Task item >> Please write the data out once more, exactly as it is given.
══════════
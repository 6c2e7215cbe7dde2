pub mod config;
pub mod dom;
pub mod profile;
pub mod render;
pub mod role;
pub mod scenario;
pub mod server;
pub mod studio;
#[doc(hidden)]
pub mod test_support;
pub mod widget;
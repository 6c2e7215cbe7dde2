//! Pure derivation of the widget's view model from the current role and
//! profile store, plus the backends that turn it into markup.

use crate::profile::{ProfileRecord, ProfileStore};
use crate::role::RoleKey;

pub mod html;
pub mod text;

pub use self::html::HtmlRenderer;
pub use self::text::TextRenderer;

pub const LOGOUT_ELEMENT_ID: &str = "logout-btn";
pub const LOGIN_ELEMENT_ID_PREFIX: &str = "login-";
pub const DEFAULT_PLACEHOLDER_ICON: &str = "/src/assets/icons/icon-user.png";
pub const DEFAULT_EXPOSED_ROLES: [&str; 2] = ["citizen", "resident"];

#[derive(Debug, Clone, Copy, PartialEq, Eq)]
pub enum PopupState {
    Anonymous,
    Authenticated,
}

impl PopupState {
    /// Keyed solely off the visitor sentinel; a role without a record is still authenticated.
    pub fn of(role: &RoleKey) -> Self {
        if role.is_visitor() {
            Self::Anonymous
        } else {
            Self::Authenticated
        }
    }
}

/// A button in the popup that switches to `target` when activated.
#[derive(Debug, Clone, PartialEq, Eq)]
pub struct RoleAction {
    pub element_id: String,
    pub label: String,
    pub target: RoleKey,
}

impl RoleAction {
    pub fn login(role: &RoleKey) -> Self {
        Self {
            element_id: format!("{LOGIN_ELEMENT_ID_PREFIX}{role}"),
            label: format!("Log in as {}", capitalize(role.as_str())),
            target: role.clone(),
        }
    }

    pub fn logout() -> Self {
        Self {
            element_id: LOGOUT_ELEMENT_ID.to_owned(),
            label: "Log out".to_owned(),
            target: RoleKey::visitor(),
        }
    }
}

#[derive(Debug, Clone, Copy, PartialEq, Eq)]
pub enum BadgeScheme {
    Green,
    Warning,
}

/// Authenticated profile fields with absent values already resolved to "".
#[derive(Debug, Clone, PartialEq, Eq)]
pub struct ProfileCard {
    pub scheme: BadgeScheme,
    pub status: String,
    pub photo: String,
    pub name: String,
    pub role_label: String,
    pub id: String,
    pub address: String,
    pub dob: String,
    pub logout: RoleAction,
}

impl ProfileCard {
    pub fn from_record(record: Option<&ProfileRecord>) -> Self {
        Self {
            scheme: if record.is_some_and(ProfileRecord::has_green_badge) {
                BadgeScheme::Green
            } else {
                BadgeScheme::Warning
            },
            status: or_empty(record.and_then(|record| record.status.as_ref())),
            photo: or_empty(record.and_then(|record| record.photo.as_ref())),
            name: or_empty(record.and_then(|record| record.name.as_ref())),
            role_label: or_empty(record.and_then(|record| record.role.as_ref())),
            id: or_empty(record.and_then(|record| record.id.as_ref())),
            address: or_empty(record.and_then(|record| record.address.as_ref())),
            dob: or_empty(record.and_then(|record| record.dob.as_ref())),
            logout: RoleAction::logout(),
        }
    }
}

#[derive(Debug, Clone, PartialEq, Eq)]
pub enum PopupView {
    Anonymous { actions: Vec<RoleAction> },
    Authenticated(ProfileCard),
}

impl PopupView {
    pub fn state(&self) -> PopupState {
        match self {
            Self::Anonymous { .. } => PopupState::Anonymous,
            Self::Authenticated(_) => PopupState::Authenticated,
        }
    }

    /// Every action the view exposes, in markup order.
    pub fn actions(&self) -> Vec<&RoleAction> {
        match self {
            Self::Anonymous { actions } => actions.iter().collect(),
            Self::Authenticated(card) => vec![&card.logout],
        }
    }
}

#[derive(Debug, Clone, PartialEq, Eq)]
pub enum SummaryIcon {
    Avatar { photo: String },
    Placeholder { icon: String },
}

#[derive(Debug, Clone, PartialEq, Eq)]
pub struct WidgetView {
    pub popup: PopupView,
    pub summary: SummaryIcon,
}

#[derive(Debug, Clone, PartialEq, Eq)]
pub struct ViewOptions {
    /// Roles offered by the login chooser, in display order.
    pub exposed_roles: Vec<RoleKey>,
    pub placeholder_icon: String,
}

impl Default for ViewOptions {
    fn default() -> Self {
        Self {
            exposed_roles: DEFAULT_EXPOSED_ROLES
                .iter()
                .copied()
                .map(RoleKey::from)
                .collect(),
            placeholder_icon: DEFAULT_PLACEHOLDER_ICON.to_owned(),
        }
    }
}

/// Derives the full view for `role`. Total over every role and store.
pub fn derive_view(role: &RoleKey, store: &ProfileStore, options: &ViewOptions) -> WidgetView {
    let record = store.record_for(role);
    let popup = match PopupState::of(role) {
        PopupState::Anonymous => PopupView::Anonymous {
            actions: options
                .exposed_roles
                .iter()
                .map(RoleAction::login)
                .collect(),
        },
        PopupState::Authenticated => PopupView::Authenticated(ProfileCard::from_record(record)),
    };

    let summary = match (popup.state(), record.and_then(ProfileRecord::photo)) {
        (PopupState::Authenticated, Some(photo)) => SummaryIcon::Avatar {
            photo: photo.to_owned(),
        },
        _ => SummaryIcon::Placeholder {
            icon: options.placeholder_icon.clone(),
        },
    };

    WidgetView { popup, summary }
}

/// Turns a view model into markup for one rendering target.
pub trait RenderBackend {
    fn render_popup(&self, view: &PopupView) -> String;
    fn render_summary(&self, icon: &SummaryIcon) -> String;
}

fn or_empty(value: Option<&String>) -> String {
    value.cloned().unwrap_or_default()
}

fn capitalize(value: &str) -> String {
    let mut chars = value.chars();
    match chars.next() {
        Some(first) => first.to_uppercase().chain(chars).collect(),
        None => String::new(),
    }
}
══════════
Solution below >>
repository 6c2e7215cbe7dde2
pub mod config;
pub mod dom;
pub mod profile;
pub mod render;
pub mod role;
pub mod scenario;
pub mod server;
pub mod studio;
#[doc(hidden)]
pub mod test_support;
pub mod widget;
repository 6c2e7215cbe7dde2
//! Pure derivation of the widget's view model from the current role and
//! profile store, plus the backends that turn it into markup.

use crate::profile::{ProfileRecord, ProfileStore};
use crate::role::RoleKey;

pub mod html;
pub mod text;

pub use self::html::HtmlRenderer;
pub use self::text::TextRenderer;

pub const LOGOUT_ELEMENT_ID: &str = "logout-btn";
pub const LOGIN_ELEMENT_ID_PREFIX: &str = "login-";
pub const DEFAULT_PLACEHOLDER_ICON: &str = "/src/assets/icons/icon-user.png";
pub const DEFAULT_EXPOSED_ROLES: [&str; 2] = ["citizen", "resident"];

#[derive(Debug, Clone, Copy, PartialEq, Eq)]
pub enum PopupState {
    Anonymous,
    Authenticated,
}

impl PopupState {
    /// Keyed solely off the visitor sentinel; a role without a record is still authenticated.
    pub fn of(role: &RoleKey) -> Self {
        if role.is_visitor() {
            Self::Anonymous
        } else {
            Self::Authenticated
        }
    }
}

/// A button in the popup that switches to `target` when activated.
#[derive(Debug, Clone, PartialEq, Eq)]
pub struct RoleAction {
    pub element_id: String,
    pub label: String,
    pub target: RoleKey,
}

impl RoleAction {
    pub fn login(role: &RoleKey) -> Self {
        Self {
            element_id: format!("{LOGIN_ELEMENT_ID_PREFIX}{role}"),
            label: format!("Log in as {}", capitalize(role.as_str())),
            target: role.clone(),
        }
    }

    pub fn logout() -> Self {
        Self {
            element_id: LOGOUT_ELEMENT_ID.to_owned(),
            label: "Log out".to_owned(),
            target: RoleKey::visitor(),
        }
    }
}

#[derive(Debug, Clone, Copy, PartialEq, Eq)]
pub enum BadgeScheme {
    Green,
    Warning,
}

/// Authenticated profile fields with absent values already resolved to "".
#[derive(Debug, Clone, PartialEq, Eq)]
pub struct ProfileCard {
    pub scheme: BadgeScheme,
    pub status: String,
    pub photo: String,
    pub name: String,
    pub role_label: String,
    pub id: String,
    pub address: String,
    pub dob: String,
    pub logout: RoleAction,
}

impl ProfileCard {
    pub fn from_record(record: Option<&ProfileRecord>) -> Self {
        Self {
            scheme: if record.is_some_and(ProfileRecord::has_green_badge) {
                BadgeScheme::Green
            } else {
                BadgeScheme::Warning
            },
            status: or_empty(record.and_then(|record| record.status.as_ref())),
            photo: or_empty(record.and_then(|record| record.photo.as_ref())),
            name: or_empty(record.and_then(|record| record.name.as_ref())),
            role_label: or_empty(record.and_then(|record| record.role.as_ref())),
            id: or_empty(record.and_then(|record| record.id.as_ref())),
            address: or_empty(record.and_then(|record| record.address.as_ref())),
            dob: or_empty(record.and_then(|record| record.dob.as_ref())),
            logout: RoleAction::logout(),
        }
    }
}

#[derive(Debug, Clone, PartialEq, Eq)]
pub enum PopupView {
    Anonymous { actions: Vec<RoleAction> },
    Authenticated(ProfileCard),
}

impl PopupView {
    pub fn state(&self) -> PopupState {
        match self {
            Self::Anonymous { .. } => PopupState::Anonymous,
            Self::Authenticated(_) => PopupState::Authenticated,
        }
    }

    /// Every action the view exposes, in markup order.
    pub fn actions(&self) -> Vec<&RoleAction> {
        match self {
            Self::Anonymous { actions } => actions.iter().collect(),
            Self::Authenticated(card) => vec![&card.logout],
        }
    }
}

#[derive(Debug, Clone, PartialEq, Eq)]
pub enum SummaryIcon {
    Avatar { photo: String },
    Placeholder { icon: String },
}

#[derive(Debug, Clone, PartialEq, Eq)]
pub struct WidgetView {
    pub popup: PopupView,
    pub summary: SummaryIcon,
}

#[derive(Debug, Clone, PartialEq, Eq)]
pub struct ViewOptions {
    /// Roles offered by the login chooser, in display order.
    pub exposed_roles: Vec<RoleKey>,
    pub placeholder_icon: String,
}

impl Default for ViewOptions {
    fn default() -> Self {
        Self {
            exposed_roles: DEFAULT_EXPOSED_ROLES
                .iter()
                .copied()
                .map(RoleKey::from)
                .collect(),
            placeholder_icon: DEFAULT_PLACEHOLDER_ICON.to_owned(),
        }
    }
}

/// Derives the full view for `role`. Total over every role and store.
pub fn derive_view(role: &RoleKey, store: &ProfileStore, options: &ViewOptions) -> WidgetView {
    let record = store.record_for(role);
    let popup = match PopupState::of(role) {
        PopupState::Anonymous => PopupView::Anonymous {
            actions: options
                .exposed_roles
                .iter()
                .map(RoleAction::login)
                .collect(),
        },
        PopupState::Authenticated => PopupView::Authenticated(ProfileCard::from_record(record)),
    };

    let summary = match (popup.state(), record.and_then(ProfileRecord::photo)) {
        (PopupState::Authenticated, Some(photo)) => SummaryIcon::Avatar {
            photo: photo.to_owned(),
        },
        _ => SummaryIcon::Placeholder {
            icon: options.placeholder_icon.clone(),
        },
    };

    WidgetView { popup, summary }
}

/// Turns a view model into markup for one rendering target.
pub trait RenderBackend {
    fn render_popup(&self, view: &PopupView) -> String;
    fn render_summary(&self, icon: &SummaryIcon) -> String;
}

fn or_empty(value: Option<&String>) -> String {
    value.cloned().unwrap_or_default()
}

fn capitalize(value: &str) -> String {
    let mut chars = value.chars();
    match chars.next() {
        Some(first) => first.to_uppercase().chain(chars).collect(),
        None => String::new(),
    }
}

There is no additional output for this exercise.